BEGIN MATERIAL FOR THIS EXERCISE

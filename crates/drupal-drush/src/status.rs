//! Site status as reported by `drush status --format=json`.

use crate::decode::{lenient_string, lenient_strings};
use serde::{Deserialize, Serialize};

/// Miscellaneous information about a Drupal site.
///
/// Fields drush did not report are left empty.
#[derive(Debug, Clone, Default, PartialEq, Eq, Serialize, Deserialize)]
#[serde(rename_all = "kebab-case", default)]
pub struct Status {
    #[serde(deserialize_with = "lenient_string")]
    pub drupal_version: String,
    /// Settings file relative to the Drupal root
    #[serde(deserialize_with = "lenient_string")]
    pub drupal_settings_file: String,
    #[serde(deserialize_with = "lenient_string")]
    pub uri: String,

    #[serde(deserialize_with = "lenient_string")]
    pub db_driver: String,
    #[serde(deserialize_with = "lenient_string")]
    pub db_hostname: String,
    #[serde(deserialize_with = "lenient_string")]
    pub db_username: String,
    #[serde(deserialize_with = "lenient_string")]
    pub db_name: String,
    #[serde(deserialize_with = "lenient_string")]
    pub db_port: String,

    #[serde(deserialize_with = "lenient_string")]
    pub php_bin: String,
    #[serde(deserialize_with = "lenient_string")]
    pub php_os: String,
    #[serde(deserialize_with = "lenient_strings")]
    pub php_conf: Vec<String>,

    #[serde(deserialize_with = "lenient_string")]
    pub drush_script: String,
    #[serde(deserialize_with = "lenient_string")]
    pub drush_version: String,
    #[serde(deserialize_with = "lenient_string")]
    pub drush_temp: String,
    #[serde(deserialize_with = "lenient_strings")]
    pub drush_conf: Vec<String>,
    #[serde(deserialize_with = "lenient_strings")]
    pub drush_alias_files: Vec<String>,

    /// Absolute Drupal root
    #[serde(deserialize_with = "lenient_string")]
    pub root: String,
    /// Site directory relative to the root, e.g. `sites/default`
    #[serde(deserialize_with = "lenient_string")]
    pub site: String,
    #[serde(deserialize_with = "lenient_string")]
    pub modules: String,
    #[serde(deserialize_with = "lenient_string")]
    pub themes: String,
    #[serde(deserialize_with = "lenient_string")]
    pub config_sync: String,
}
//! JSON decoding helpers shared by the value objects.
//!
//! PHP is loose about scalar types: a port may come back as `3306` or
//! `"3306"`, an unset value as `null` or `false`. The string fields of
//! [`crate::Status`] and [`crate::Database`] accept any scalar.

use crate::error::{DrushError, Result};
use serde::de::DeserializeOwned;
use serde::{Deserialize, Deserializer};
use serde_json::Value;

/// Decode `bytes` as JSON, tagging failures with `what` was being decoded.
pub(crate) fn decode_json<T: DeserializeOwned>(what: &'static str, bytes: &[u8]) -> Result<T> {
    serde_json::from_slice(bytes).map_err(|source| DrushError::Decode { what, source })
}

fn scalar_to_string(value: Value) -> String {
    match value {
        Value::String(s) => s,
        Value::Number(n) => n.to_string(),
        Value::Bool(true) => "1".to_string(),
        Value::Bool(false) | Value::Null => String::new(),
        Value::Array(_) | Value::Object(_) => String::new(),
    }
}

/// Deserialize any JSON scalar into a string; containers become empty.
pub(crate) fn lenient_string<'de, D>(deserializer: D) -> std::result::Result<String, D::Error>
where
    D: Deserializer<'de>,
{
    Value::deserialize(deserializer).map(scalar_to_string)
}

/// Deserialize a list of scalars, a single scalar, or an object of scalars
/// into a list of strings.
pub(crate) fn lenient_strings<'de, D>(deserializer: D) -> std::result::Result<Vec<String>, D::Error>
where
    D: Deserializer<'de>,
{
    let strings = match Value::deserialize(deserializer)? {
        Value::Array(items) => items.into_iter().map(scalar_to_string).collect(),
        Value::Object(map) => map.into_iter().map(|(_, v)| scalar_to_string(v)).collect(),
        Value::Null => Vec::new(),
        scalar => vec![scalar_to_string(scalar)],
    };
    Ok(strings)
}
//! Custom error types for loanwiz
//!
//! This module defines the error hierarchy for the application using thiserror
//! for ergonomic error definitions.

use thiserror::Error;

/// The main error type for loanwiz operations
#[derive(Error, Debug)]
pub enum WizardError {
    /// Configuration-related errors
    #[error("Configuration error: {0}")]
    Config(String),

    /// Field validation errors (recoverable, shown inline next to the field)
    #[error("Validation error: {0}")]
    Validation(String),

    /// A numeric value fell outside its schema bounds
    #[error("{field} must be between {min} and {max}, got {value}")]
    SchemaBounds {
        field: &'static str,
        min: i64,
        max: i64,
        value: i64,
    },

    /// Transport-level failures (connection refused, DNS, timeout)
    #[error("Ошибка сети: {0}")]
    Network(String),

    /// The remote endpoint answered with a non-success status
    #[error("Ошибка отправки: {status} {body}")]
    Http { status: u16, body: String },

    /// JSON serialization/deserialization errors
    #[error("JSON error: {0}")]
    Json(String),

    /// File I/O errors
    #[error("I/O error: {0}")]
    Io(String),

    /// TUI errors
    #[error("TUI error: {0}")]
    Tui(String),
}

impl WizardError {
    /// Create a bounds error for a numeric field
    pub fn out_of_bounds(field: &'static str, min: i64, max: i64, value: i64) -> Self {
        Self::SchemaBounds {
            field,
            min,
            max,
            value,
        }
    }

    /// Check if this is a validation error
    pub fn is_validation(&self) -> bool {
        matches!(self, Self::Validation(_) | Self::SchemaBounds { .. })
    }

    /// Check if this error came from the network or the remote endpoint
    pub fn is_remote(&self) -> bool {
        matches!(self, Self::Network(_) | Self::Http { .. })
    }
}

// Implement From traits for common error types

impl From<std::io::Error> for WizardError {
    fn from(err: std::io::Error) -> Self {
        Self::Io(err.to_string())
    }
}

impl From<serde_json::Error> for WizardError {
    fn from(err: serde_json::Error) -> Self {
        Self::Json(err.to_string())
    }
}

impl From<reqwest::Error> for WizardError {
    fn from(err: reqwest::Error) -> Self {
        Self::Network(err.to_string())
    }
}

/// Result type alias for loanwiz operations
pub type WizardResult<T> = Result<T, WizardError>;

#[cfg(test)]
mod tests {
    use super::*;

    #[test]
    fn test_error_display() {
        let err = WizardError::Config("test error".into());
        assert_eq!(err.to_string(), "Configuration error: test error");
    }

    #[test]
    fn test_bounds_error() {
        let err = WizardError::out_of_bounds("loanAmount", 200, 1000, 199);
        assert_eq!(
            err.to_string(),
            "loanAmount must be between 200 and 1000, got 199"
        );
        assert!(err.is_validation());
    }

    #[test]
    fn test_network_error_carries_cause() {
        let err = WizardError::Network("connection refused".into());
        assert_eq!(err.to_string(), "Ошибка сети: connection refused");
        assert!(err.is_remote());
    }

    #[test]
    fn test_http_error_message() {
        let err = WizardError::Http {
            status: 500,
            body: "Internal Server Error".into(),
        };
        assert_eq!(err.to_string(), "Ошибка отправки: 500 Internal Server Error");
        assert!(err.is_remote());
    }

    #[test]
    fn test_from_io_error() {
        let io_err = std::io::Error::new(std::io::ErrorKind::NotFound, "file not found");
        let wizard_err: WizardError = io_err.into();
        assert!(matches!(wizard_err, WizardError::Io(_)));
    }
}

END MATERIAL FOR THIS EXERCISE

TASK TO COMPLETE: The full listing above should be returned exactly as supplied.

SOLUTION TO THIS EXERCISE:
filename crates/drupal-drush/src/status.rs
//! Site status as reported by `drush status --format=json`.

use crate::decode::{lenient_string, lenient_strings};
use serde::{Deserialize, Serialize};

/// Miscellaneous information about a Drupal site.
///
/// Fields drush did not report are left empty.
#[derive(Debug, Clone, Default, PartialEq, Eq, Serialize, Deserialize)]
#[serde(rename_all = "kebab-case", default)]
pub struct Status {
    #[serde(deserialize_with = "lenient_string")]
    pub drupal_version: String,
    /// Settings file relative to the Drupal root
    #[serde(deserialize_with = "lenient_string")]
    pub drupal_settings_file: String,
    #[serde(deserialize_with = "lenient_string")]
    pub uri: String,

    #[serde(deserialize_with = "lenient_string")]
    pub db_driver: String,
    #[serde(deserialize_with = "lenient_string")]
    pub db_hostname: String,
    #[serde(deserialize_with = "lenient_string")]
    pub db_username: String,
    #[serde(deserialize_with = "lenient_string")]
    pub db_name: String,
    #[serde(deserialize_with = "lenient_string")]
    pub db_port: String,

    #[serde(deserialize_with = "lenient_string")]
    pub php_bin: String,
    #[serde(deserialize_with = "lenient_string")]
    pub php_os: String,
    #[serde(deserialize_with = "lenient_strings")]
    pub php_conf: Vec<String>,

    #[serde(deserialize_with = "lenient_string")]
    pub drush_script: String,
    #[serde(deserialize_with = "lenient_string")]
    pub drush_version: String,
    #[serde(deserialize_with = "lenient_string")]
    pub drush_temp: String,
    #[serde(deserialize_with = "lenient_strings")]
    pub drush_conf: Vec<String>,
    #[serde(deserialize_with = "lenient_strings")]
    pub drush_alias_files: Vec<String>,

    /// Absolute Drupal root
    #[serde(deserialize_with = "lenient_string")]
    pub root: String,
    /// Site directory relative to the root, e.g. `sites/default`
    #[serde(deserialize_with = "lenient_string")]
    pub site: String,
    #[serde(deserialize_with = "lenient_string")]
    pub modules: String,
    #[serde(deserialize_with = "lenient_string")]
    pub themes: String,
    #[serde(deserialize_with = "lenient_string")]
    pub config_sync: String,
}
//! JSON decoding helpers shared by the value objects.
//!
//! PHP is loose about scalar types: a port may come back as `3306` or
//! `"3306"`, an unset value as `null` or `false`. The string fields of
//! [`crate::Status`] and [`crate::Database`] accept any scalar.

use crate::error::{DrushError, Result};
use serde::de::DeserializeOwned;
use serde::{Deserialize, Deserializer};
use serde_json::Value;

/// Decode `bytes` as JSON, tagging failures with `what` was being decoded.
pub(crate) fn decode_json<T: DeserializeOwned>(what: &'static str, bytes: &[u8]) -> Result<T> {
    serde_json::from_slice(bytes).map_err(|source| DrushError::Decode { what, source })
}

fn scalar_to_string(value: Value) -> String {
    match value {
        Value::String(s) => s,
        Value::Number(n) => n.to_string(),
        Value::Bool(true) => "1".to_string(),
        Value::Bool(false) | Value::Null => String::new(),
        Value::Array(_) | Value::Object(_) => String::new(),
    }
}

/// Deserialize any JSON scalar into a string; containers become empty.
pub(crate) fn lenient_string<'de, D>(deserializer: D) -> std::result::Result<String, D::Error>
where
    D: Deserializer<'de>,
{
    Value::deserialize(deserializer).map(scalar_to_string)
}

/// Deserialize a list of scalars, a single scalar, or an object of scalars
/// into a list of strings.
pub(crate) fn lenient_strings<'de, D>(deserializer: D) -> std::result::Result<Vec<String>, D::Error>
where
    D: Deserializer<'de>,
{
    let strings = match Value::deserialize(deserializer)? {
        Value::Array(items) => items.into_iter().map(scalar_to_string).collect(),
        Value::Object(map) => map.into_iter().map(|(_, v)| scalar_to_string(v)).collect(),
        Value::Null => Vec::new(),
        scalar => vec![scalar_to_string(scalar)],
    };
    Ok(strings)
}
//! Custom error types for loanwiz
//!
//! This module defines the error hierarchy for the application using thiserror
//! for ergonomic error definitions.

use thiserror::Error;

/// The main error type for loanwiz operations
#[derive(Error, Debug)]
pub enum WizardError {
    /// Configuration-related errors
    #[error("Configuration error: {0}")]
    Config(String),

    /// Field validation errors (recoverable, shown inline next to the field)
    #[error("Validation error: {0}")]
    Validation(String),

    /// A numeric value fell outside its schema bounds
    #[error("{field} must be between {min} and {max}, got {value}")]
    SchemaBounds {
        field: &'static str,
        min: i64,
        max: i64,
        value: i64,
    },

    /// Transport-level failures (connection refused, DNS, timeout)
    #[error("Ошибка сети: {0}")]
    Network(String),

    /// The remote endpoint answered with a non-success status
    #[error("Ошибка отправки: {status} {body}")]
    Http { status: u16, body: String },

    /// JSON serialization/deserialization errors
    #[error("JSON error: {0}")]
    Json(String),

    /// File I/O errors
    #[error("I/O error: {0}")]
    Io(String),

    /// TUI errors
    #[error("TUI error: {0}")]
    Tui(String),
}

impl WizardError {
    /// Create a bounds error for a numeric field
    pub fn out_of_bounds(field: &'static str, min: i64, max: i64, value: i64) -> Self {
        Self::SchemaBounds {
            field,
            min,
            max,
            value,
        }
    }

    /// Check if this is a validation error
    pub fn is_validation(&self) -> bool {
        matches!(self, Self::Validation(_) | Self::SchemaBounds { .. })
    }

    /// Check if this error came from the network or the remote endpoint
    pub fn is_remote(&self) -> bool {
        matches!(self, Self::Network(_) | Self::Http { .. })
    }
}

// Implement From traits for common error types

impl From<std::io::Error> for WizardError {
    fn from(err: std::io::Error) -> Self {
        Self::Io(err.to_string())
    }
}

impl From<serde_json::Error> for WizardError {
    fn from(err: serde_json::Error) -> Self {
        Self::Json(err.to_string())
    }
}

impl From<reqwest::Error> for WizardError {
    fn from(err: reqwest::Error) -> Self {
        Self::Network(err.to_string())
    }
}

/// Result type alias for loanwiz operations
pub type WizardResult<T> = Result<T, WizardError>;

#[cfg(test)]
mod tests {
    use super::*;

    #[test]
    fn test_error_display() {
        let err = WizardError::Config("test error".into());
        assert_eq!(err.to_string(), "Configuration error: test error");
    }

    #[test]
    fn test_bounds_error() {
        let err = WizardError::out_of_bounds("loanAmount", 200, 1000, 199);
        assert_eq!(
            err.to_string(),
            "loanAmount must be between 200 and 1000, got 199"
        );
        assert!(err.is_validation());
    }

    #[test]
    fn test_network_error_carries_cause() {
        let err = WizardError::Network("connection refused".into());
        assert_eq!(err.to_string(), "Ошибка сети: connection refused");
        assert!(err.is_remote());
    }

    #[test]
    fn test_http_error_message() {
        let err = WizardError::Http {
            status: 500,
            body: "Internal Server Error".into(),
        };
        assert_eq!(err.to_string(), "Ошибка отправки: 500 Internal Server Error");
        assert!(err.is_remote());
    }

    #[test]
    fn test_from_io_error() {
        let io_err = std::io::Error::new(std::io::ErrorKind::NotFound, "file not found");
        let wizard_err: WizardError = io_err.into();
        assert!(matches!(wizard_err, WizardError::Io(_)));
    }
}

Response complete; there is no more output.